(Collected data entries)
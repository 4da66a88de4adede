//! Link store implementations.
//!
//! Concrete implementations of domain repository traits.
//!
//! # Repositories
//!
//! - [`InMemoryLinkRepository`] - Process-local link storage

pub mod memory_link_repository;

pub use memory_link_repository::InMemoryLinkRepository;
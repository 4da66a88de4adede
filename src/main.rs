use shurs::config::{self, Config};
use shurs::server;
use tracing_subscriber::EnvFilter;

#[tokio::main]
async fn main() -> anyhow::Result<()> {
    dotenvy::dotenv().ok();

    let config = config::load()?;
    init_tracing(&config);
    config.print_summary();

    server::run(config).await
}

fn init_tracing(config: &Config) {
    let filter = EnvFilter::try_new(&config.log_level).unwrap_or_else(|_| EnvFilter::new("info"));

    let builder = tracing_subscriber::fmt().with_env_filter(filter);
    if config.log_format == "json" {
        builder.json().init();
    } else {
        builder.init();
    }
}
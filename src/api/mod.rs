//! HTTP API layer.
//!
//! Translates HTTP requests into use-case calls and maps outcomes to
//! status codes. Clients only ever see 201, 307, 400, 404 and 500
//! (503 while shutting down).
//!
//! # Modules
//!
//! - [`dto`] - Response serialization types
//! - [`handlers`] - HTTP request handlers
//! - [`middleware`] - Validation and request tracing middleware
//! - [`routes`] - Route configuration

pub mod dto;
pub mod handlers;
pub mod middleware;
pub mod routes;
//! Short id generation contract.

use crate::domain::entities::ShortId;
use crate::error::GenerateError;

/// Produces candidate short ids.
///
/// Generators make no uniqueness promise; the caller checks candidates
/// against the store.
///
/// # Implementations
///
/// - [`crate::utils::code_generator::Base62Generator`] - random base62 ids
#[cfg_attr(test, mockall::automock)]
pub trait IdGenerator: Send + Sync {
    /// Returns a fresh candidate id.
    ///
    /// # Errors
    ///
    /// Returns [`GenerateError::RandomnessUnavailable`] if the entropy source fails.
    fn generate(&self) -> Result<ShortId, GenerateError>;
}
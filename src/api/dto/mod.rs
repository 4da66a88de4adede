//! Data Transfer Objects for JSON endpoints.
//!
//! Shortening and redirect exchange plain text, so only the health check
//! has a JSON shape.

pub mod health;
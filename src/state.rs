//! Shared state injected into HTTP handlers.

use std::sync::Arc;

use crate::application::services::Shortener;
use crate::domain::repositories::LinkRepository;

/// Dependencies and settings available to every handler.
///
/// Constructed once at startup by [`crate::server::run`]; cloning is cheap.
#[derive(Clone)]
pub struct AppState {
    pub shortener: Arc<dyn Shortener>,
    /// Store handle used by the health check.
    pub link_repository: Arc<dyn LinkRepository>,
    /// Public prefix of short URLs, without trailing slash.
    pub base_url: Arc<str>,
    /// Exact length accepted for ids in request paths.
    pub id_length: usize,
}

impl AppState {
    pub fn new(
        shortener: Arc<dyn Shortener>,
        link_repository: Arc<dyn LinkRepository>,
        base_url: impl Into<Arc<str>>,
        id_length: usize,
    ) -> Self {
        Self {
            shortener,
            link_repository,
            base_url: base_url.into(),
            id_length,
        }
    }

    /// Composes the public short URL for `id`.
    pub fn short_url(&self, id: &str) -> String {
        format!("{}/{}", self.base_url, id)
    }
}
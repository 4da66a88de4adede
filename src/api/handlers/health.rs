//! Handler for health check endpoint.

use axum::{Json, extract::State, http::StatusCode};

use crate::api::dto::health::{CheckStatus, HealthChecks, HealthResponse};
use crate::state::AppState;

/// Returns service health status with component checks.
///
/// # Endpoint
///
/// `GET /health`
///
/// # Response Codes
///
/// - **200 OK**: Link store answers
/// - **503 Service Unavailable**: Link store is closed or failing
///
/// # Response
///
/// ```json
/// {
///   "status": "healthy",
///   "version": "0.1.0",
///   "checks": {
///     "store": {
///       "status": "ok",
///       "message": "Links stored: 42"
///     }
///   }
/// }
/// ```
pub async fn health_handler(
    State(state): State<AppState>,
) -> Result<Json<HealthResponse>, (StatusCode, Json<HealthResponse>)> {
    let store_check = check_store(&state).await;

    let healthy = store_check.status == "ok";

    let response = HealthResponse {
        status: if healthy { "healthy" } else { "degraded" }.to_string(),
        version: env!("CARGO_PKG_VERSION").to_string(),
        checks: HealthChecks { store: store_check },
    };

    if healthy {
        Ok(Json(response))
    } else {
        Err((StatusCode::SERVICE_UNAVAILABLE, Json(response)))
    }
}

async fn check_store(state: &AppState) -> CheckStatus {
    match state.link_repository.count().await {
        Ok(count) => CheckStatus {
            status: "ok".to_string(),
            message: Some(format!("Links stored: {}", count)),
        },
        Err(e) => CheckStatus {
            status: "error".to_string(),
            message: Some(format!("Store error: {}", e)),
        },
    }
}
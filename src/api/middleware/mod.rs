//! HTTP middleware for request processing.
//!
//! Provides input validation and observability middleware.

pub mod tracing;
pub mod validate;
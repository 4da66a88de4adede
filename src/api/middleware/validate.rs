//! Request validation middleware.
//!
//! Rejects malformed input with `400 Bad Request` before any handler or
//! service code runs.

use axum::{
    body::{Body, to_bytes},
    extract::{Path, Request, State},
    middleware::Next,
    response::Response,
};
use tracing::{debug, warn};

use crate::domain::entities::ShortId;
use crate::error::AppError;
use crate::state::AppState;
use crate::utils::url_validator::validate_url;

/// Largest accepted request body for `POST /`.
pub const MAX_URL_BODY_BYTES: usize = 64 * 1024;

/// Validates the raw original URL carried in the request body.
///
/// The body must be UTF-8 text that parses as a URL with a scheme and a
/// host. On success the request continues with the body replaced by the
/// trimmed URL.
///
/// # Errors
///
/// Returns [`AppError::Validation`] for unreadable, oversized or invalid bodies.
pub async fn url_body(request: Request, next: Next) -> Result<Response, AppError> {
    let (parts, body) = request.into_parts();

    let bytes = to_bytes(body, MAX_URL_BODY_BYTES).await.map_err(|e| {
        warn!("Failed to read request body: {}", e);
        AppError::bad_request("Cannot read request body")
    })?;

    let text = std::str::from_utf8(&bytes).map_err(|_| {
        warn!("Request body is not valid UTF-8");
        AppError::bad_request("Invalid URL format")
    })?;

    let original_url = validate_url(text).map_err(|e| {
        warn!(body = %text, "Invalid URL received: {}", e);
        AppError::bad_request("Invalid URL format")
    })?;

    debug!("URL validation successful");

    let request = Request::from_parts(parts, Body::from(original_url.to_string()));
    Ok(next.run(request).await)
}

/// Validates the `{id}` path segment against the configured id length and
/// alphabet.
///
/// On success the parsed [`ShortId`] is stored in the request extensions for
/// the handler.
///
/// # Errors
///
/// Returns [`AppError::Validation`] when the segment is not a well-formed id.
pub async fn short_id_path(
    State(state): State<AppState>,
    Path(raw_id): Path<String>,
    mut request: Request,
    next: Next,
) -> Result<Response, AppError> {
    let id = ShortId::parse(&raw_id, state.id_length).map_err(|e| {
        warn!(id = %raw_id, "Invalid ID format received: {}", e);
        AppError::bad_request("Invalid ID format")
    })?;

    debug!(id = %id, "ID validation successful");

    request.extensions_mut().insert(id);
    Ok(next.run(request).await)
}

_What needs to be done_
Copy every line in the records above that contains the word "Returns".

_Written response_
    /// Returns a fresh candidate id.
    /// Returns [`GenerateError::RandomnessUnavailable`] if the entropy source fails.
/// Returns service health status with component checks.
/// Returns [`AppError::Validation`] for unreadable, oversized or invalid bodies.
/// Returns [`AppError::Validation`] when the segment is not a well-formed id.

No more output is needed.